— INSTRUCTIONS FOR THE TASK —
Return each line of the listing that has the word "invariant" in it.
───
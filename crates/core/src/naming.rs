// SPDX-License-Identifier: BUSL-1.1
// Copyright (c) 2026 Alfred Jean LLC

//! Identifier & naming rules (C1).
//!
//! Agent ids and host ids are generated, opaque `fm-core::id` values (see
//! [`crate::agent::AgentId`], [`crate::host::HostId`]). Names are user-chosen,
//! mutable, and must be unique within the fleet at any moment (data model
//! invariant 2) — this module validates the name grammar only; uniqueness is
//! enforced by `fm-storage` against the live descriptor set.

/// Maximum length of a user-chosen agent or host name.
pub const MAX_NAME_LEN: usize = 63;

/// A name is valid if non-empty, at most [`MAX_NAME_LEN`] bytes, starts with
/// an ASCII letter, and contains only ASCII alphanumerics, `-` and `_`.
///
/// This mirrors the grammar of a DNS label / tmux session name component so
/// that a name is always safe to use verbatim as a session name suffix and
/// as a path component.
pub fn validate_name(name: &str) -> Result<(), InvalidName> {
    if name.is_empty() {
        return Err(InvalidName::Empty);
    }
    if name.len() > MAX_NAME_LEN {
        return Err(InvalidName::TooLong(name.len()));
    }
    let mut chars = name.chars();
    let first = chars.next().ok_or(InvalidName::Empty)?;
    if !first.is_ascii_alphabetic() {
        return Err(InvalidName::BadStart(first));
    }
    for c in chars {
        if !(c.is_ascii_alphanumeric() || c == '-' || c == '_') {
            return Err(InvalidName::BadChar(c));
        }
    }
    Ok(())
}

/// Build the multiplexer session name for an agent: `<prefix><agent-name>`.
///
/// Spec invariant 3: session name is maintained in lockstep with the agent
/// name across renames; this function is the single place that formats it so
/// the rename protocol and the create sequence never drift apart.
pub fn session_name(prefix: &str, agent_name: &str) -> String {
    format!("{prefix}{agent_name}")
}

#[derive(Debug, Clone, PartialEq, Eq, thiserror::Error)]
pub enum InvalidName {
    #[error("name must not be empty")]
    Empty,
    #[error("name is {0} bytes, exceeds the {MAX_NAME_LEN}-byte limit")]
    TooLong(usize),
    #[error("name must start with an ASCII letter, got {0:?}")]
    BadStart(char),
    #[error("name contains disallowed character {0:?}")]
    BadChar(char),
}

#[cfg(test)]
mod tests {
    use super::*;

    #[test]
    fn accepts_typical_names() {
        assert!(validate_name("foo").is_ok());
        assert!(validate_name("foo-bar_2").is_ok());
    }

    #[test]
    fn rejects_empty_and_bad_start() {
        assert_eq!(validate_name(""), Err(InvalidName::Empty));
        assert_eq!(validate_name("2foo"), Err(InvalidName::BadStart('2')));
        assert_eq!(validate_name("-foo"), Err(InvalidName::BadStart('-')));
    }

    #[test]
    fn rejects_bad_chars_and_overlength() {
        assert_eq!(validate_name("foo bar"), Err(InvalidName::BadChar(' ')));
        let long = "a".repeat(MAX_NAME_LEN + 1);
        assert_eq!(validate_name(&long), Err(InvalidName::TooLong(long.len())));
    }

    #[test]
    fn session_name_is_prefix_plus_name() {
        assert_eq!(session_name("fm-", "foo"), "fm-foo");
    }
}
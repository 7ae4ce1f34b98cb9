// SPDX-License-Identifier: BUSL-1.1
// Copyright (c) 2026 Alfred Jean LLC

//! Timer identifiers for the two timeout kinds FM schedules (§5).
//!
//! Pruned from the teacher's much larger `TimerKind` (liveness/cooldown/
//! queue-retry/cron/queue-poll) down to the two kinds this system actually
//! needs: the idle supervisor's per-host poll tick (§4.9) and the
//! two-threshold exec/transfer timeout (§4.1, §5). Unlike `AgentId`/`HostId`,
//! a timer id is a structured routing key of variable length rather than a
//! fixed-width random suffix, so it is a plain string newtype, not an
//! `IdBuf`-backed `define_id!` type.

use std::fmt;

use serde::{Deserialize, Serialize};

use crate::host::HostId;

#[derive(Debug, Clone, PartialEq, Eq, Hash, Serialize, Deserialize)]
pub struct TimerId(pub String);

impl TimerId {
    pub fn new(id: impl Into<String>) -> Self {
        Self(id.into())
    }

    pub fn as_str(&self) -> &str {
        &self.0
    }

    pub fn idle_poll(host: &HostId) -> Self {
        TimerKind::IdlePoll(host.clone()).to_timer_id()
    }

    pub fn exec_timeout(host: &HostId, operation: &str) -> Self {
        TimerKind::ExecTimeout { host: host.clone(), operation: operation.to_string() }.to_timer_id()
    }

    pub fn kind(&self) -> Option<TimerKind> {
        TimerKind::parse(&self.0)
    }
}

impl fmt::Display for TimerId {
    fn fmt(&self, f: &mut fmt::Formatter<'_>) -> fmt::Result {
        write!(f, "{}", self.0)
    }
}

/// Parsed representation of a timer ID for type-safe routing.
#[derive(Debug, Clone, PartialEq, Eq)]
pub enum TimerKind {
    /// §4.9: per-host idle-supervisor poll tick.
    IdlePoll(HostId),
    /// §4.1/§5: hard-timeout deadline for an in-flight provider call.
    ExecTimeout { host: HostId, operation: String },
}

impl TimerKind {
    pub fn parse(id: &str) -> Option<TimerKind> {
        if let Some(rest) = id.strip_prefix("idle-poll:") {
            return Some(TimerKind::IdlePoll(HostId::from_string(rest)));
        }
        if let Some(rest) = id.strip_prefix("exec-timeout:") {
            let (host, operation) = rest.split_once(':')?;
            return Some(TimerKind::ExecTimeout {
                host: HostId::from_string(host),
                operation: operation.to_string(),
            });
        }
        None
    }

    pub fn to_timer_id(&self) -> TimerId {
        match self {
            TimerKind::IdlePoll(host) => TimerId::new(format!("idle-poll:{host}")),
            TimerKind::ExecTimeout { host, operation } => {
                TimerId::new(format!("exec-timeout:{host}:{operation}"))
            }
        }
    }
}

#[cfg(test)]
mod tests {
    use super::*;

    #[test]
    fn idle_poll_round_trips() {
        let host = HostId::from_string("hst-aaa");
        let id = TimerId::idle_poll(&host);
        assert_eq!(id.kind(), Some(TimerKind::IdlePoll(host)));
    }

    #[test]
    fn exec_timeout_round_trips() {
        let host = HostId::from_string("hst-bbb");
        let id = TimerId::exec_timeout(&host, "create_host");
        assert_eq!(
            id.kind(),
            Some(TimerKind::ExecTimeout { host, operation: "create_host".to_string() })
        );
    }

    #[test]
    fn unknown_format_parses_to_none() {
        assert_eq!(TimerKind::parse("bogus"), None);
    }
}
───
— RESULT OF THE EXERCISE —
//! invariant 2) — this module validates the name grammar only; uniqueness is
/// Spec invariant 3: session name is maintained in lockstep with the agent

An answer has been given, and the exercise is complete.